‘They’re doing it as we sit here’
If you were searching for a metaphor for the withering ideal of American public service — the one that puts country before party, truth before ‘‘narrative’’ or ‘‘brand’’ — it’d be hard to do better than the painful spectacle of Robert Mueller trying, in his halting voice, to sound the alarm Wednesday about Russian subversion of American democracy.
It’s the same alarm that virtually every member of America’s intelligence and law enforcement communities has been ringing for the past three years: Russia attacked our elections in 2016 and is intensifying its efforts today. ‘‘It wasn’t a single attempt,’’ Mueller said. ‘‘They’re doing it as we sit here.’’
Appearing before two congressional committees rife with politicians intent on using him to fill out their own versions of reality, Mueller seemed frail and at times even confused. But he successfully rebuffed nearly all efforts to draw him beyond the boundaries of evidence established in the report he delivered about Russian interference in the 2016 elections.
The exceptions came when representatives actually showed an interest in Russian meddling and Donald Trump’s embrace of it. ‘‘I hope this is not the new normal,’’ Mueller said at one point, in response to
a question about whether American candidates might now feel free to welcome foreign influence, ‘‘but I fear it is.’’
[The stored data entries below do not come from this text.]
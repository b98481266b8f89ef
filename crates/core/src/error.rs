use std::fmt;

use serde::{Deserialize, Serialize};

/// Which side failed to recognize a resource kind.
///
/// Kept distinct so the caller can back off longer while a CRD is being installed.
#[derive(Debug, Clone, Copy, PartialEq, Eq, Serialize, Deserialize)]
pub enum SchemaErrorKind {
    /// The endpoint does not serve the kind (yet).
    KindNotServed,
    /// The kind cannot be resolved locally (malformed apiVersion/kind).
    KindUnrecognized,
}

impl fmt::Display for SchemaErrorKind {
    fn fmt(&self, f: &mut fmt::Formatter<'_>) -> fmt::Result {
        match self {
            SchemaErrorKind::KindNotServed => f.write_str("kind not served by endpoint"),
            SchemaErrorKind::KindUnrecognized => f.write_str("kind not recognized"),
        }
    }
}

/// Failures of one reconcile cycle. None are retried internally.
#[derive(Debug, thiserror::Error)]
pub enum Error {
    #[error("configuration: {0}")]
    Configuration(String),
    #[error("schema ({kind}): {message}")]
    Schema { kind: SchemaErrorKind, message: String },
    #[error("transport: {0}")]
    Transport(String),
    #[error("timeout: {0}")]
    Timeout(String),
    #[error("policy: {0}")]
    Policy(String),
    #[error("expression: {0}")]
    Expression(String),
    #[error("not_found: {0}")]
    NotFound(String),
    /// A registration failed and undoing it failed too; both are kept.
    #[error("{original}; rollback failed: {rollback}")]
    Rollback { original: Box<Error>, rollback: Box<Error> },
}

pub type Result<T, E = Error> = std::result::Result<T, E>;

impl Error {
    pub fn schema(kind: SchemaErrorKind, message: impl Into<String>) -> Self {
        Error::Schema { kind, message: message.into() }
    }

    pub fn is_not_found(&self) -> bool {
        matches!(self, Error::NotFound(_))
    }

    /// Short label used for metrics and the `Synced` condition reason.
    pub fn label(&self) -> &'static str {
        match self {
            Error::Configuration(_) => "configuration",
            Error::Schema { .. } => "schema",
            Error::Transport(_) => "transport",
            Error::Timeout(_) => "timeout",
            Error::Policy(_) => "policy",
            Error::Expression(_) => "expression",
            Error::NotFound(_) => "not_found",
            Error::Rollback { original, .. } => original.label(),
        }
    }

    /// Prefix the message with what was being attempted.
    pub fn context(self, what: &str) -> Self {
        match self {
            Error::Configuration(m) => Error::Configuration(format!("{}: {}", what, m)),
            Error::Schema { kind, message } => Error::Schema { kind, message: format!("{}: {}", what, message) },
            Error::Transport(m) => Error::Transport(format!("{}: {}", what, m)),
            Error::Timeout(m) => Error::Timeout(format!("{}: {}", what, m)),
            Error::Policy(m) => Error::Policy(format!("{}: {}", what, m)),
            Error::Expression(m) => Error::Expression(format!("{}: {}", what, m)),
            Error::NotFound(m) => Error::NotFound(format!("{}: {}", what, m)),
            other @ Error::Rollback { .. } => other,
        }
    }
}

#[cfg(test)]
mod tests {
    use super::*;

    #[test]
    fn rollback_error_keeps_both_messages() {
        let e = Error::Rollback {
            original: Box::new(Error::Timeout("waiting for cache sync".into())),
            rollback: Box::new(Error::Transport("cancel failed".into())),
        };
        let s = e.to_string();
        assert!(s.contains("waiting for cache sync"), "{s}");
        assert!(s.contains("cancel failed"), "{s}");
        assert_eq!(e.label(), "timeout");
    }

    #[test]
    fn context_preserves_variant() {
        let e = Error::NotFound("w1".into()).context("fetching observed object");
        assert!(e.is_not_found());
        assert_eq!(e.to_string(), "not_found: fetching observed object: w1");
    }
}
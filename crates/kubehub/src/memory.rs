//! In-RAM store. Objects live in a map; watches are fed from a change broadcast.

use std::collections::BTreeMap;
use std::sync::atomic::{AtomicBool, AtomicUsize, Ordering};
use std::sync::{Arc, Mutex};

use futures::FutureExt;
use rustc_hash::FxHashMap;
use serde_json::{json, Value};
use tether_core::config::DEFAULT_FIELD_OWNER;
use tether_core::{
    Delta, DeltaKind, EndpointDescriptor, EndpointIdentity, Error, Gvk, ResourceIdentity, Result, SchemaErrorKind,
};
use tether_store::{spawn_ingest, CacheEvent};
use tokio::sync::broadcast;
use tracing::debug;

use crate::{EndpointResolver, RemoteStore, SubStream, WatchSession};

#[derive(Default)]
struct State {
    objects: BTreeMap<ResourceIdentity, Value>,
    next_rv: u64,
}

/// Store double with knobs for the failure paths a real endpoint can hit.
pub struct MemoryStore {
    endpoint: EndpointIdentity,
    field_owner: String,
    served: Mutex<FxHashMap<Gvk, bool>>,
    state: Arc<Mutex<State>>,
    events: broadcast::Sender<(ResourceIdentity, DeltaKind, Value)>,
    never_sync: AtomicBool,
    fail_sub_stream: AtomicBool,
    fail_writes: AtomicBool,
    watch_starts: AtomicUsize,
    active_watches: Arc<AtomicUsize>,
}

impl MemoryStore {
    pub fn new(endpoint: EndpointIdentity) -> Self {
        let (events, _) = broadcast::channel(256);
        Self {
            endpoint,
            field_owner: DEFAULT_FIELD_OWNER.to_string(),
            served: Mutex::new(FxHashMap::default()),
            state: Arc::new(Mutex::new(State::default())),
            events,
            never_sync: AtomicBool::new(false),
            fail_sub_stream: AtomicBool::new(false),
            fail_writes: AtomicBool::new(false),
            watch_starts: AtomicUsize::new(0),
            active_watches: Arc::new(AtomicUsize::new(0)),
        }
    }

    pub fn with_field_owner(mut self, owner: &str) -> Self {
        self.field_owner = owner.to_string();
        self
    }

    /// Serve `gvk`; unserved kinds fail with `Schema(KindNotServed)`.
    pub fn serve(&self, gvk: Gvk, namespaced: bool) {
        self.served.lock().unwrap_or_else(|e| e.into_inner()).insert(gvk, namespaced);
    }

    /// Watches never complete their initial listing.
    pub fn set_never_sync(&self, on: bool) { self.never_sync.store(on, Ordering::SeqCst); }

    pub fn set_fail_sub_stream(&self, on: bool) { self.fail_sub_stream.store(on, Ordering::SeqCst); }

    /// Apply and delete fail with a transport error.
    pub fn set_fail_writes(&self, on: bool) { self.fail_writes.store(on, Ordering::SeqCst); }

    /// How many watch sessions were built.
    pub fn watch_starts(&self) -> usize { self.watch_starts.load(Ordering::SeqCst) }

    /// Watch drivers built and not yet dropped.
    pub fn active_watches(&self) -> usize { self.active_watches.load(Ordering::SeqCst) }

    pub fn object(&self, id: &ResourceIdentity) -> Option<Value> {
        self.lock().objects.get(id).cloned()
    }

    pub fn len(&self) -> usize { self.lock().objects.len() }

    pub fn is_empty(&self) -> bool { self.len() == 0 }

    /// Replace the status of a stored object, as a controller on the endpoint would.
    pub fn set_status(&self, id: &ResourceIdentity, status: Value) -> Result<()> {
        let updated = {
            let mut st = self.lock();
            st.next_rv += 1;
            let rv = st.next_rv.to_string();
            let obj = st.objects.get_mut(id).ok_or_else(|| Error::NotFound(id.to_string()))?;
            obj["status"] = status;
            obj["metadata"]["resourceVersion"] = json!(rv);
            obj.clone()
        };
        let _ = self.events.send((id.clone(), DeltaKind::Applied, updated));
        Ok(())
    }

    fn lock(&self) -> std::sync::MutexGuard<'_, State> {
        self.state.lock().unwrap_or_else(|e| e.into_inner())
    }

    fn scope_of(&self, gvk: &Gvk) -> Result<bool> {
        self.served
            .lock()
            .unwrap_or_else(|e| e.into_inner())
            .get(gvk)
            .copied()
            .ok_or_else(|| Error::schema(SchemaErrorKind::KindNotServed, format!("{} is not served by {}", gvk, self.endpoint)))
    }

    fn check_writes(&self, what: &str) -> Result<()> {
        if self.fail_writes.load(Ordering::SeqCst) {
            return Err(Error::Transport(format!("{}: injected failure", what)));
        }
        Ok(())
    }

    /// Server-side apply as seen from a single field owner: the manifest replaces the
    /// owned content while server-set metadata and status survive.
    fn merged(&self, existing: Option<&Value>, object: &Value, rv: Option<String>) -> Value {
        let mut out = object.clone();
        if let Some(spec_meta) = out.get_mut("metadata").and_then(|m| m.as_object_mut()) {
            spec_meta.remove("resourceVersion");
            spec_meta.remove("uid");
            spec_meta.remove("generation");
            spec_meta.remove("creationTimestamp");
        }
        if let Some(m) = out.as_object_mut() {
            m.remove("status");
        }
        let (uid, created, mut generation, status) = match existing {
            Some(e) => (
                e.pointer("/metadata/uid").cloned(),
                e.pointer("/metadata/creationTimestamp").cloned(),
                e.pointer("/metadata/generation").and_then(|g| g.as_i64()).unwrap_or(1),
                e.get("status").cloned(),
            ),
            None => (None, None, 1, None),
        };
        if let Some(e) = existing {
            if strip_server_fields(e) != strip_server_fields(&out) {
                generation += 1;
            }
        }
        let meta = &mut out["metadata"];
        if let Some(uid) = uid {
            meta["uid"] = uid;
        }
        if let Some(created) = created {
            meta["creationTimestamp"] = created;
        }
        meta["generation"] = json!(generation);
        meta["managedFields"] = json!([{ "manager": self.field_owner, "operation": "Apply" }]);
        if let Some(rv) = rv {
            meta["resourceVersion"] = json!(rv);
        }
        if let Some(status) = status {
            out["status"] = status;
        }
        out
    }
}

fn strip_server_fields(v: &Value) -> Value {
    let mut v = v.clone();
    if let Some(m) = v.as_object_mut() {
        m.remove("status");
        if let Some(meta) = m.get_mut("metadata").and_then(|x| x.as_object_mut()) {
            for k in ["resourceVersion", "uid", "generation", "creationTimestamp", "managedFields"] {
                meta.remove(k);
            }
        }
    }
    v
}

fn matches(watch: &ResourceIdentity, id: &ResourceIdentity) -> bool {
    watch.gvk == id.gvk && watch.name == id.name && (watch.namespace.is_empty() || watch.namespace == id.namespace)
}

#[async_trait::async_trait]
impl RemoteStore for MemoryStore {
    fn endpoint(&self) -> &EndpointIdentity { &self.endpoint }

    async fn get(&self, id: &ResourceIdentity) -> Result<Value> {
        self.scope_of(&id.gvk)?;
        let mut v = self.object(id).ok_or_else(|| Error::NotFound(id.to_string()))?;
        tether_core::normalize(&mut v);
        Ok(v)
    }

    async fn apply(&self, object: &Value, dry_run: bool) -> Result<Value> {
        self.check_writes("apply")?;
        let id = ResourceIdentity::of_object(object)?;
        let namespaced = self.scope_of(&id.gvk)?;
        if namespaced && id.namespace().is_none() {
            return Err(Error::Configuration(format!("{}: namespace required for namespaced kind", id)));
        }
        let mut object = object.clone();
        if !namespaced {
            if let Some(meta) = object.get_mut("metadata").and_then(|m| m.as_object_mut()) {
                meta.remove("namespace");
            }
        }
        let id = if namespaced { id } else { id.with_namespace("") };

        let applied = {
            let mut st = self.lock();
            let existing = st.objects.get(&id).cloned();
            if dry_run {
                let rv = existing
                    .as_ref()
                    .and_then(|e| e.pointer("/metadata/resourceVersion"))
                    .and_then(|v| v.as_str())
                    .map(str::to_string);
                let mut v = self.merged(existing.as_ref(), &object, rv);
                if existing.is_none() {
                    v["metadata"]["uid"] = json!(uuid::Uuid::new_v4().to_string());
                }
                return Ok(v);
            }
            st.next_rv += 1;
            let rv = st.next_rv.to_string();
            let mut v = self.merged(existing.as_ref(), &object, Some(rv));
            if existing.is_none() {
                v["metadata"]["uid"] = json!(uuid::Uuid::new_v4().to_string());
                v["metadata"]["creationTimestamp"] = json!(chrono::Utc::now().to_rfc3339());
            }
            st.objects.insert(id.clone(), v.clone());
            v
        };
        debug!(id = %id, "memory apply");
        let _ = self.events.send((id, DeltaKind::Applied, applied.clone()));
        Ok(applied)
    }

    async fn delete(&self, id: &ResourceIdentity) -> Result<()> {
        self.check_writes("delete")?;
        self.scope_of(&id.gvk)?;
        let removed = self.lock().objects.remove(id);
        if let Some(obj) = removed {
            let _ = self.events.send((id.clone(), DeltaKind::Deleted, obj));
        }
        Ok(())
    }

    async fn is_namespace_scoped(&self, gvk: &Gvk) -> Result<bool> {
        self.scope_of(gvk)
    }

    async fn watch_scoped(&self, id: &ResourceIdentity) -> Result<WatchSession> {
        self.scope_of(&id.gvk)?;
        self.watch_starts.fetch_add(1, Ordering::SeqCst);
        let active = ActiveWatch::new(Arc::clone(&self.active_watches));
        let (tx, cache) = spawn_ingest(64);
        let never_sync = self.never_sync.load(Ordering::SeqCst);
        let mut events = self.events.subscribe();
        let state = Arc::clone(&self.state);
        let watch = id.clone();
        let driver = async move {
            let _active = active;
            if never_sync {
                let _hold = tx;
                futures::future::pending::<()>().await;
                return;
            }
            let listing = |state: &Mutex<State>| -> Vec<Value> {
                state
                    .lock()
                    .unwrap_or_else(|e| e.into_inner())
                    .objects
                    .iter()
                    .filter(|(k, _)| matches(&watch, k))
                    .map(|(_, v)| v.clone())
                    .collect()
            };
            if tx.send(CacheEvent::Relist(listing(&state))).await.is_err() {
                return;
            }
            loop {
                match events.recv().await {
                    Ok((oid, kind, raw)) if matches(&watch, &oid) => {
                        if tx.send(CacheEvent::Delta(Delta { kind, raw })).await.is_err() {
                            return;
                        }
                    }
                    Ok(_) => {}
                    Err(broadcast::error::RecvError::Lagged(_)) => {
                        if tx.send(CacheEvent::Relist(listing(&state))).await.is_err() {
                            return;
                        }
                    }
                    Err(broadcast::error::RecvError::Closed) => return,
                }
            }
        };
        Ok(WatchSession::new(id.clone(), cache, driver.boxed()))
    }

    fn sub_stream(&self, session: &WatchSession, gvk: &Gvk) -> Result<SubStream> {
        if self.fail_sub_stream.load(Ordering::SeqCst) {
            return Err(Error::Transport(format!("sub-stream for {}: injected failure", gvk)));
        }
        session.sub_stream(gvk)
    }
}

/// Counts a live driver until the future holding it is dropped.
struct ActiveWatch(Arc<AtomicUsize>);

impl ActiveWatch {
    fn new(count: Arc<AtomicUsize>) -> Self {
        count.fetch_add(1, Ordering::SeqCst);
        Self(count)
    }
}

impl Drop for ActiveWatch {
    fn drop(&mut self) {
        self.0.fetch_sub(1, Ordering::SeqCst);
    }
}

/// Resolves `Named` descriptors (and optionally the injected identity) to registered stores.
#[derive(Default)]
pub struct MemoryResolver {
    stores: Mutex<FxHashMap<String, Arc<dyn RemoteStore>>>,
    injected: Mutex<Option<Arc<dyn RemoteStore>>>,
}

impl MemoryResolver {
    pub fn new() -> Self { Self::default() }

    pub fn insert(&self, name: &str, store: Arc<dyn RemoteStore>) {
        self.stores.lock().unwrap_or_else(|e| e.into_inner()).insert(name.to_string(), store);
    }

    pub fn set_injected(&self, store: Arc<dyn RemoteStore>) {
        *self.injected.lock().unwrap_or_else(|e| e.into_inner()) = Some(store);
    }
}

#[async_trait::async_trait]
impl EndpointResolver for MemoryResolver {
    async fn resolve(&self, descriptor: &EndpointDescriptor) -> Result<Arc<dyn RemoteStore>> {
        let found = match descriptor {
            EndpointDescriptor::Named { name } => self.stores.lock().unwrap_or_else(|e| e.into_inner()).get(name).cloned(),
            EndpointDescriptor::InjectedIdentity => self.injected.lock().unwrap_or_else(|e| e.into_inner()).clone(),
            _ => None,
        };
        found.ok_or_else(|| Error::Configuration(format!("cannot resolve endpoint {:?}", descriptor)))
    }
}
The ‘‘sweeping and systemic’’ nature of that interference was the most unequivocal finding of Mueller’s 448-page report, although just as disturbing was the report’s meticulous recounting of the ways the Trump campaign accepted and even encouraged it.
Nearly all Republicans on both committees failed even to acknowledge the threat posed by Russia and other countries. With significant exceptions like Will Hurd, representative of Texas, Republican lawmakers seemed much more focused on protecting Trump and deflecting any concerns about electoral security by impugning Mueller’s integrity, attacking the origins of an investigation that he did not initiate, and — in one particularly disgraceful jab by Guy Reschenthaler of Pennsylvania — accusing his investigative process of being ‘‘un-american.’’
In another era — the time Mueller seemed to hail from — an attack by a foreign government to divide Americans and upend their elections might have produced a different response. It might have drawn legislators together to develop a bipartisan initiative to make clear, as Adam Schiff, the chairman of the House Intelligence Committee, put it, ‘‘that we, the people — not some foreign power that wishes us ill — we decide who shall govern us.’’
Trump has pretty much had one rejoinder to the report’s revelations: ‘‘No collusion.’’ But as Mueller’s testimony made clear, that’s misleading. For one thing, collusion is a legally meaningless term in this context.
At least twice Mueller called for legislation to improve information-sharing and other coordination among intelligence agencies — an objective that was supposed to have been met with reforms after the Sept. 11 attacks.
But that kind of concerted legislative action seems unlikely. To this day, Trump refuses to acknowledge the seriousness of Russian intervention, and the Republican-controlled Senate is unwilling to consider legislation for enhanced election security — maybe because doing either could be seen as an admission that the election was tainted.
Conceding the obvious might seem like a small price to pay. But the president appears more concerned with nursing his ego than safeguarding American democracy — and that puts us all, Republicans, Democrats and independents, at risk.